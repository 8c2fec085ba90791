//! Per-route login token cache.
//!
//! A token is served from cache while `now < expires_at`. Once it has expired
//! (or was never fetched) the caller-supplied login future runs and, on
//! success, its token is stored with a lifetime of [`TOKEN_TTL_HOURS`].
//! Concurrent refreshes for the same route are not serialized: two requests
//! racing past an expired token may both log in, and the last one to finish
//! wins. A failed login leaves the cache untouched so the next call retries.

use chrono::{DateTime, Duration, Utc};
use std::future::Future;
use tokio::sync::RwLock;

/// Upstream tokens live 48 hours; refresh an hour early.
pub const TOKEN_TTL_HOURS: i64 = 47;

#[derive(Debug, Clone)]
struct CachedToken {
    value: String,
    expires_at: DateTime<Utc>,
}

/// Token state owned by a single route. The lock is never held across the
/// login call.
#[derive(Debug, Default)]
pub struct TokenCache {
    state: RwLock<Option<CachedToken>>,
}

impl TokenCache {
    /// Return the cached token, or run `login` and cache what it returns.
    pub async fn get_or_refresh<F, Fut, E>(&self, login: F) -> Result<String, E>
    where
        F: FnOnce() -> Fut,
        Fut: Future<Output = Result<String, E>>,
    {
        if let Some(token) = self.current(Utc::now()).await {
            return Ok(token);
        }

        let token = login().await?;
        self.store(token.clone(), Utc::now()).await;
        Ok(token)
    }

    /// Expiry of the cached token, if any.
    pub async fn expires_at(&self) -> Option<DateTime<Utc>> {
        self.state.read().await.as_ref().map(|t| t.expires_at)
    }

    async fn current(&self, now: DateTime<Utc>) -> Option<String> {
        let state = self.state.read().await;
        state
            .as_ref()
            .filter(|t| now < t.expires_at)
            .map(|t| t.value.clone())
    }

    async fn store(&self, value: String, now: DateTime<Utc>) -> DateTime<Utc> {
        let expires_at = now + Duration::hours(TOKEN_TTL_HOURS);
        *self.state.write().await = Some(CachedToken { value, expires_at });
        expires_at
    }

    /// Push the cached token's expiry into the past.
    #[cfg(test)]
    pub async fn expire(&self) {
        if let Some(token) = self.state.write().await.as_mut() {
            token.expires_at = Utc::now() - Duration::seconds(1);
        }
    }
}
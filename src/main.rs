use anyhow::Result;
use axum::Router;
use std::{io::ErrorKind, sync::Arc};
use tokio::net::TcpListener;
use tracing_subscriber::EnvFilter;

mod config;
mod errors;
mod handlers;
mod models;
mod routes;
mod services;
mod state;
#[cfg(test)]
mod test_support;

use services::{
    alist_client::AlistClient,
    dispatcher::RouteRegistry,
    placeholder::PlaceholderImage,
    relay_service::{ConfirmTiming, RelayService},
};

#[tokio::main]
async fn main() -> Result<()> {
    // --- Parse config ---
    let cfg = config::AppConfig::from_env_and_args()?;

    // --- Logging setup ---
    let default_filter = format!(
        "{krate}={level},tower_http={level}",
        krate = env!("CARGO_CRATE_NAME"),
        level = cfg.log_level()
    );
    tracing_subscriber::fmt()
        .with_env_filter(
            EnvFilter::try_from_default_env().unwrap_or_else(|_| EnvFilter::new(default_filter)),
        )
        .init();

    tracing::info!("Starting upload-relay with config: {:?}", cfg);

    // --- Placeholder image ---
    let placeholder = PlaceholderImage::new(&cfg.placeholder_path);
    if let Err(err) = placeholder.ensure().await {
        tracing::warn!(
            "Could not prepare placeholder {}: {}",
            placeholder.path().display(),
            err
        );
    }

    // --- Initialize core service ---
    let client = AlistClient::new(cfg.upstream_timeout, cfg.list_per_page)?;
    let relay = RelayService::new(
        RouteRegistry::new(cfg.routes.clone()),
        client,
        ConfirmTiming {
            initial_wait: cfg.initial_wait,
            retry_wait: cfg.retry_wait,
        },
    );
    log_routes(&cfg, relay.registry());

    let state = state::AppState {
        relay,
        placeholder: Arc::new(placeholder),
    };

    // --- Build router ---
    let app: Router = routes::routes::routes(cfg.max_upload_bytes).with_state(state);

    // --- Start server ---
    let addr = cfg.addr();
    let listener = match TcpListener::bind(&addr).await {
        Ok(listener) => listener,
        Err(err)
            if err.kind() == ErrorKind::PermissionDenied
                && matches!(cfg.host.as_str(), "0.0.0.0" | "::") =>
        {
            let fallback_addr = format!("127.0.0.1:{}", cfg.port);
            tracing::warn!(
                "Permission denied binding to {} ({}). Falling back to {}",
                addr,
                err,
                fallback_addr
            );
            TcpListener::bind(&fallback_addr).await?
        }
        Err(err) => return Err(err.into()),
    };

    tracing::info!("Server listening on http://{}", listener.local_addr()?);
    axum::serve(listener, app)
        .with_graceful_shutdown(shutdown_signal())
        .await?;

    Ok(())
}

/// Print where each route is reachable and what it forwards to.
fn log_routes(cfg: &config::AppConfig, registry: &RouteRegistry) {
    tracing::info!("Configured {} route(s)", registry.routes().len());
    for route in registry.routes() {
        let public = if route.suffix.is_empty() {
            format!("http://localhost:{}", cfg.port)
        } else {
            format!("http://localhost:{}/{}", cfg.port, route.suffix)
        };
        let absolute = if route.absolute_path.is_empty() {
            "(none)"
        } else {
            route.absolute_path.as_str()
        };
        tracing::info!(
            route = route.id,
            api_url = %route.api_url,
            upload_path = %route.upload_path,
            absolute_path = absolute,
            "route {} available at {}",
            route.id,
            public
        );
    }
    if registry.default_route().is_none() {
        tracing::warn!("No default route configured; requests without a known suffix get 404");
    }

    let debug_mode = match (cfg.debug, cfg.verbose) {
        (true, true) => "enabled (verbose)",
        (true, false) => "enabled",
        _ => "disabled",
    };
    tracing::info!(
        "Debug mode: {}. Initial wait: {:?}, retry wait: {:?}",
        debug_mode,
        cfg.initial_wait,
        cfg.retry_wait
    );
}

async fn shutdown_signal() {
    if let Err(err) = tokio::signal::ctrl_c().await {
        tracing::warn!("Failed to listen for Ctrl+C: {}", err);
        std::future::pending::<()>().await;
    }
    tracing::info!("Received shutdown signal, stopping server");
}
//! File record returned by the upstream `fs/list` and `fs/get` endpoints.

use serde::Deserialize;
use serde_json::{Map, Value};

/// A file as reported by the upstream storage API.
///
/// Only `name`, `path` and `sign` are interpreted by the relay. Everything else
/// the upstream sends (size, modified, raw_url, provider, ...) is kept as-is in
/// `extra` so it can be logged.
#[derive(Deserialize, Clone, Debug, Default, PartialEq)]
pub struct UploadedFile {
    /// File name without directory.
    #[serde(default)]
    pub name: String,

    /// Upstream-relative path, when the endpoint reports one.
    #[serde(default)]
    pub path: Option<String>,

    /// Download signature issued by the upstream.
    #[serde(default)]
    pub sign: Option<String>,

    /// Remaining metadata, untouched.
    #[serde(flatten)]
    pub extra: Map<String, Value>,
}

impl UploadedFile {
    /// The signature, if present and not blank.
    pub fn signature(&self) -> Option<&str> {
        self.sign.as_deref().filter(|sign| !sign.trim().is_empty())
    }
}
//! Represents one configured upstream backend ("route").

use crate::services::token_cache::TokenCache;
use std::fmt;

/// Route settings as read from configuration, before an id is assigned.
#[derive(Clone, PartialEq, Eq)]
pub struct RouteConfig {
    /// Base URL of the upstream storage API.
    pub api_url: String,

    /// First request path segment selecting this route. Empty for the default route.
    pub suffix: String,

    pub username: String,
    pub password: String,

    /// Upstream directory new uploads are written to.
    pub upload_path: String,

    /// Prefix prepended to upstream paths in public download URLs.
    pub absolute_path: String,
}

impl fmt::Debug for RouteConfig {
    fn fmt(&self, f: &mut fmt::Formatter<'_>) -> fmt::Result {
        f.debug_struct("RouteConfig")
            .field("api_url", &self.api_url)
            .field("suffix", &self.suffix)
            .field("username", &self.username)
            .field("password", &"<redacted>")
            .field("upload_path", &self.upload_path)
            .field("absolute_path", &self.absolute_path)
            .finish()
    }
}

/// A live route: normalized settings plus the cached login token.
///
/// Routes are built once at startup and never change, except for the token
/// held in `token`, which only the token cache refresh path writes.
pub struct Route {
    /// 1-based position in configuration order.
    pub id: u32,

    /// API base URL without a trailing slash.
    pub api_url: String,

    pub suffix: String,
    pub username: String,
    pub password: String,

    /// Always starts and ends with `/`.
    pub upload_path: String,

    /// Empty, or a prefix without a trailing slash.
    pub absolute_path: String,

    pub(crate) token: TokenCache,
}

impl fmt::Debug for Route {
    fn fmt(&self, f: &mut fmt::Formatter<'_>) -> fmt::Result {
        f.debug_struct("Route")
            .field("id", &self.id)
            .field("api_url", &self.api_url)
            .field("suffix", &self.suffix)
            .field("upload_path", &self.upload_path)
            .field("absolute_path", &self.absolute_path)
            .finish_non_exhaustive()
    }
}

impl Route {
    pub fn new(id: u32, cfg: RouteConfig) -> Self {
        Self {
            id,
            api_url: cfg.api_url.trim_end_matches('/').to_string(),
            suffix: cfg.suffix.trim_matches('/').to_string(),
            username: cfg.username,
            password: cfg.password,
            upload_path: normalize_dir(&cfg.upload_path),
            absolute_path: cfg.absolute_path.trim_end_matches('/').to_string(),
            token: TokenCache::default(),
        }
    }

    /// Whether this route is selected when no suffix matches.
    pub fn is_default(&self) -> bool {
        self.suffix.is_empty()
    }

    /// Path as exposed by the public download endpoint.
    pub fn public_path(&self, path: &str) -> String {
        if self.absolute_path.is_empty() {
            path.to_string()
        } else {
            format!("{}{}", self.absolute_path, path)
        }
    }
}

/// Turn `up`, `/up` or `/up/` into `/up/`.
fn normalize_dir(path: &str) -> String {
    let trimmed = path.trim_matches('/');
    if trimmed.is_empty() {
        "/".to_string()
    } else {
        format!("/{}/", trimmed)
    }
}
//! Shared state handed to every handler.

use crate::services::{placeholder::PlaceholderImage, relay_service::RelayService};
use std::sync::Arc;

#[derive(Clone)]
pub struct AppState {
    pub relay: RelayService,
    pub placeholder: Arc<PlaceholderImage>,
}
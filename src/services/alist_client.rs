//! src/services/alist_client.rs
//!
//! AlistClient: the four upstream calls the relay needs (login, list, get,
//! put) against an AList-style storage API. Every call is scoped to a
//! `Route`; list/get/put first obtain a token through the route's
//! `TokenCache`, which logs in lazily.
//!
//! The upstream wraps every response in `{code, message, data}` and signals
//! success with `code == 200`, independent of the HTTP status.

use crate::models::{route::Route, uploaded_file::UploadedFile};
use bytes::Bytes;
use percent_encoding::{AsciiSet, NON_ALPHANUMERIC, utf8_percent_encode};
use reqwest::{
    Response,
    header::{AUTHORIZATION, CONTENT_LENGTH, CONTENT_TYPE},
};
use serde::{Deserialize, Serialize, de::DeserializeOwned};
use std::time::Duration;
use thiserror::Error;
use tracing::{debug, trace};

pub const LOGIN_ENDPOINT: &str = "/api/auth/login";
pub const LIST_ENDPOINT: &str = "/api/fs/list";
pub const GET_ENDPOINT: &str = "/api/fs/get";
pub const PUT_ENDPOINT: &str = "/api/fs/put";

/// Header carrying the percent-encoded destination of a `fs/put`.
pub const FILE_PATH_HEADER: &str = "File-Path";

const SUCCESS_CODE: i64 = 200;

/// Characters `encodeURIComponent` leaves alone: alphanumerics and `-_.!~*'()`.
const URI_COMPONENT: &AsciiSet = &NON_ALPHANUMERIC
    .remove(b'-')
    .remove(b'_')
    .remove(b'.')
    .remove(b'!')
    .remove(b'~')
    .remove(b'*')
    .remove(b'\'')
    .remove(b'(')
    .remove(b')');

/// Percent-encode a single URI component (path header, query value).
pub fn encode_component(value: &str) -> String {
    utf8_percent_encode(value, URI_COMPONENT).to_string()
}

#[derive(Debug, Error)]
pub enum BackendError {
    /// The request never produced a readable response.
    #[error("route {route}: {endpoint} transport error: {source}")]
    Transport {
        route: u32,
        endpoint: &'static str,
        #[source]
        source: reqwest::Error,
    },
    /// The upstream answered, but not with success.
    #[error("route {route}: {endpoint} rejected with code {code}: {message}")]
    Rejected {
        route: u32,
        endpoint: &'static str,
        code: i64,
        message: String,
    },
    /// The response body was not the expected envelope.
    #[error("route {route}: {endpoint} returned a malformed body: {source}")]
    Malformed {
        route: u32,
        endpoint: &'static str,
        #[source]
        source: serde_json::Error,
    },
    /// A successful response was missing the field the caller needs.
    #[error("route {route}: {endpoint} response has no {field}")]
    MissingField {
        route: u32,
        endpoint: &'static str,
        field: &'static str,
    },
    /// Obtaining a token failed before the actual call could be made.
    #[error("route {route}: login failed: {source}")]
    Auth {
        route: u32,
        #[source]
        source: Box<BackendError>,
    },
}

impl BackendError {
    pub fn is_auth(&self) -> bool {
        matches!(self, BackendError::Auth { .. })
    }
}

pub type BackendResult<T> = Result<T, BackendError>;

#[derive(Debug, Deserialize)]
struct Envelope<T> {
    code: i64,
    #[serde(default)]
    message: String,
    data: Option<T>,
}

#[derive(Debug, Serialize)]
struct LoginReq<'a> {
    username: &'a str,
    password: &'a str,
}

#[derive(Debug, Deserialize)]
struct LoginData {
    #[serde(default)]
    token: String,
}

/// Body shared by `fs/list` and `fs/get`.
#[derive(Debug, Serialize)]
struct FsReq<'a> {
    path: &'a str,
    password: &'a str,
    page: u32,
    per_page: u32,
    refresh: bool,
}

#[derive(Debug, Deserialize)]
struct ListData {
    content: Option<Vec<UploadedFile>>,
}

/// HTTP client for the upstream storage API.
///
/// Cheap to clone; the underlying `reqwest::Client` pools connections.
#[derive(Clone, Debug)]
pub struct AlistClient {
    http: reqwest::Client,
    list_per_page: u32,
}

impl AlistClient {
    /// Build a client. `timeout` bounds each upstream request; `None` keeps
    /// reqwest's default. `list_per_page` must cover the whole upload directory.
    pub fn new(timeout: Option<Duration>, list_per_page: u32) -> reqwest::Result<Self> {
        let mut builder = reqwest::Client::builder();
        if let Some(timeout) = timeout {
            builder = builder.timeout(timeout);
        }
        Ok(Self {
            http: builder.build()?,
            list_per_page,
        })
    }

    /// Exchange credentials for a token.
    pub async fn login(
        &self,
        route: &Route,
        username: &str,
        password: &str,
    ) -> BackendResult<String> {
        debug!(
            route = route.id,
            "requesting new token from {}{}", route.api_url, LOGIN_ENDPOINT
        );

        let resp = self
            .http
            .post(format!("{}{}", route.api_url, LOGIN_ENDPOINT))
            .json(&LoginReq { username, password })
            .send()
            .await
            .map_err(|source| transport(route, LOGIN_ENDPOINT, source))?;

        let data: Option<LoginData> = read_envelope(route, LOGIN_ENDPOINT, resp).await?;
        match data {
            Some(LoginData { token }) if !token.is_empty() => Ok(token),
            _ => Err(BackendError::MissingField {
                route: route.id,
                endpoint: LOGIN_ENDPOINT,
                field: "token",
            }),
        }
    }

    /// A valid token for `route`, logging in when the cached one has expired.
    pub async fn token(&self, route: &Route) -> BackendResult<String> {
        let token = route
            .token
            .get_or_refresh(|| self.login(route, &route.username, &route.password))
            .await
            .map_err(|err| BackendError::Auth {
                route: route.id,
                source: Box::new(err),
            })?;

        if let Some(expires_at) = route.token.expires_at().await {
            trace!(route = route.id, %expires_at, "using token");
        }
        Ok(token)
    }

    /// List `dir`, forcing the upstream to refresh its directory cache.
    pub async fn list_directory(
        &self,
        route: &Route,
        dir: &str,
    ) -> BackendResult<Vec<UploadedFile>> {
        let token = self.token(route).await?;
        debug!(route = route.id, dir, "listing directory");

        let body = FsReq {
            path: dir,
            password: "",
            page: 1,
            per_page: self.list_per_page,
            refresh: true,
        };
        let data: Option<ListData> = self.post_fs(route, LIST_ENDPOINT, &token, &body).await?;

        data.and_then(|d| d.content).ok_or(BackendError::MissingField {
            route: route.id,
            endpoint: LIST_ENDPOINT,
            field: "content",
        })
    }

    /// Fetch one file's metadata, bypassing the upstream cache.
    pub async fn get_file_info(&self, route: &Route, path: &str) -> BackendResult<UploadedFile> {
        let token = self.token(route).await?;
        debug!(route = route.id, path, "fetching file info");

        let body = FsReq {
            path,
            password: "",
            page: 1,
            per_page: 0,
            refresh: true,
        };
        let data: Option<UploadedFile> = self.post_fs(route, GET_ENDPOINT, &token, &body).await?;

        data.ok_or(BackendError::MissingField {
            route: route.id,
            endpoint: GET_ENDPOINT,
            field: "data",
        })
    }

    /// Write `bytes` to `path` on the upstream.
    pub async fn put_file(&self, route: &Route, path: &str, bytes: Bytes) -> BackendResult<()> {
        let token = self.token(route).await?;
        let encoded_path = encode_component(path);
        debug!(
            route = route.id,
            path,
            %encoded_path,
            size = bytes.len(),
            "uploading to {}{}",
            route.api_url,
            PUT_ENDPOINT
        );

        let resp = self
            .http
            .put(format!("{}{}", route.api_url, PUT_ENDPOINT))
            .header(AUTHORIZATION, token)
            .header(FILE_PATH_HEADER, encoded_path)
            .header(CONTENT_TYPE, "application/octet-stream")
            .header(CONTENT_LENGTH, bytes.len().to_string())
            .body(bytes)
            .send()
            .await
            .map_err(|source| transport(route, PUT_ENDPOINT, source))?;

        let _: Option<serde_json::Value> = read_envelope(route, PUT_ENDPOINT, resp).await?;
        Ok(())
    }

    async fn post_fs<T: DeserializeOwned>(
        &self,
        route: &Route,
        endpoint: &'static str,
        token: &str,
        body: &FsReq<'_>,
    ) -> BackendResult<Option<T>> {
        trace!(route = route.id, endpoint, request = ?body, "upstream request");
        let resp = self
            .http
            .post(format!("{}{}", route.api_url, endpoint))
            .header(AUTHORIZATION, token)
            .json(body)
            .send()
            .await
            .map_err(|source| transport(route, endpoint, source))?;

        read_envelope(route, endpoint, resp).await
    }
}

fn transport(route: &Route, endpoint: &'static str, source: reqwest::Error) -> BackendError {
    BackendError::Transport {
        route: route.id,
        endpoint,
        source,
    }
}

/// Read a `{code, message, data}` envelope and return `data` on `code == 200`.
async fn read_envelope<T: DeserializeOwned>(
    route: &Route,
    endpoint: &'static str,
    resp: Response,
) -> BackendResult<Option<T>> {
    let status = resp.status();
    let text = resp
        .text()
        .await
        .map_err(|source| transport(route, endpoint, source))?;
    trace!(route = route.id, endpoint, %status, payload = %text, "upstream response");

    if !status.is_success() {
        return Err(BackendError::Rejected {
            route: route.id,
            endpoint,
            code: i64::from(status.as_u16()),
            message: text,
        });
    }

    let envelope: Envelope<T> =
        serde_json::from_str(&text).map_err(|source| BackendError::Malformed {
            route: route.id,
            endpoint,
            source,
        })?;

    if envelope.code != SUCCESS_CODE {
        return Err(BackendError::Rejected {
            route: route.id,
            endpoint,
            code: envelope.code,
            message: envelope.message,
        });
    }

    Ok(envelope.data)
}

Task item: Your reply should hold all the lines from the listing above in which "RouteConfig" appears.

Response to this exercise:
pub struct RouteConfig {
impl fmt::Debug for RouteConfig {
        f.debug_struct("RouteConfig")
    pub fn new(id: u32, cfg: RouteConfig) -> Self {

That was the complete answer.